The number of pairs of functions (f,g) from a set of n elements into itself such that f(g(f(x))) = f(x) and g(f(g(x))) = g(x).

Links

Alois P. Heinz, Table of n, a(n) for n = 0..272

Formula

a(n) = Sum_{k=0..n} ((n! / (n - k)!) * C(n, k) * k^(2 * (n - k))).

Example

For n=2 the a(2)=6 solutions are
1: [1,1] [1,1]
2: [1,1] [2,2]
3: [2,2] [1,1]
4: [2,2] [2,2]
5: [1,2] [1,2]
6: [2,1] [2,1]

Mathematica

Flatten[{1, Table[Sum[n!*Binomial[n, k]*k^(2*(n-k))/(n-k)!, {k, 1, n}], {n, 1, 20}]}] (* Vaclav Kotesovec, Oct 21 2016 *)

Prog

(PARI) a(n) = sum(k = 1, n, n! / (n - k)! * binomial(n, k) * k^(2 * (n - k) ) ); \\ Joerg Arndt, Oct 10 2016

Crossrefs

Cf. A181162, A239749-A239785, A239836-A239841.

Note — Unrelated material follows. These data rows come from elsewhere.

//! SeaORM entity models
//!
//! Entities for the publication store

mod author;
mod authorship;
mod category;
mod citation;
mod publication;
mod publication_category;

pub use publication::{
    Entity as PublicationEntity,
    Model as Publication,
    ActiveModel as PublicationActiveModel,
    Column as PublicationColumn,
};

pub use author::{
    Entity as AuthorEntity,
    Model as Author,
    ActiveModel as AuthorActiveModel,
    Column as AuthorColumn,
};

pub use category::{
    Entity as CategoryEntity,
    Model as Category,
    ActiveModel as CategoryActiveModel,
    Column as CategoryColumn,
};

pub use authorship::{
    Entity as AuthorshipEntity,
    Model as Authorship,
    ActiveModel as AuthorshipActiveModel,
    Column as AuthorshipColumn,
};

pub use publication_category::{
    Entity as PublicationCategoryEntity,
    Model as PublicationCategory,
    ActiveModel as PublicationCategoryActiveModel,
    Column as PublicationCategoryColumn,
};

pub use citation::{
    Entity as CitationEntity,
    Model as Citation,
    ActiveModel as CitationActiveModel,
    Column as CitationColumn,
};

Sequence in context: A365011 A123544 A239749 * A138216 A294491 A239750

Adjacent sequences: A277334 A277335 A277336 * A277338 A277339 A277340

Keyword

nonn

Author

David Einstein, Oct 09 2016

Extensions

a(0)=1 prepended by Alois P. Heinz, Oct 20 2016

Status

approved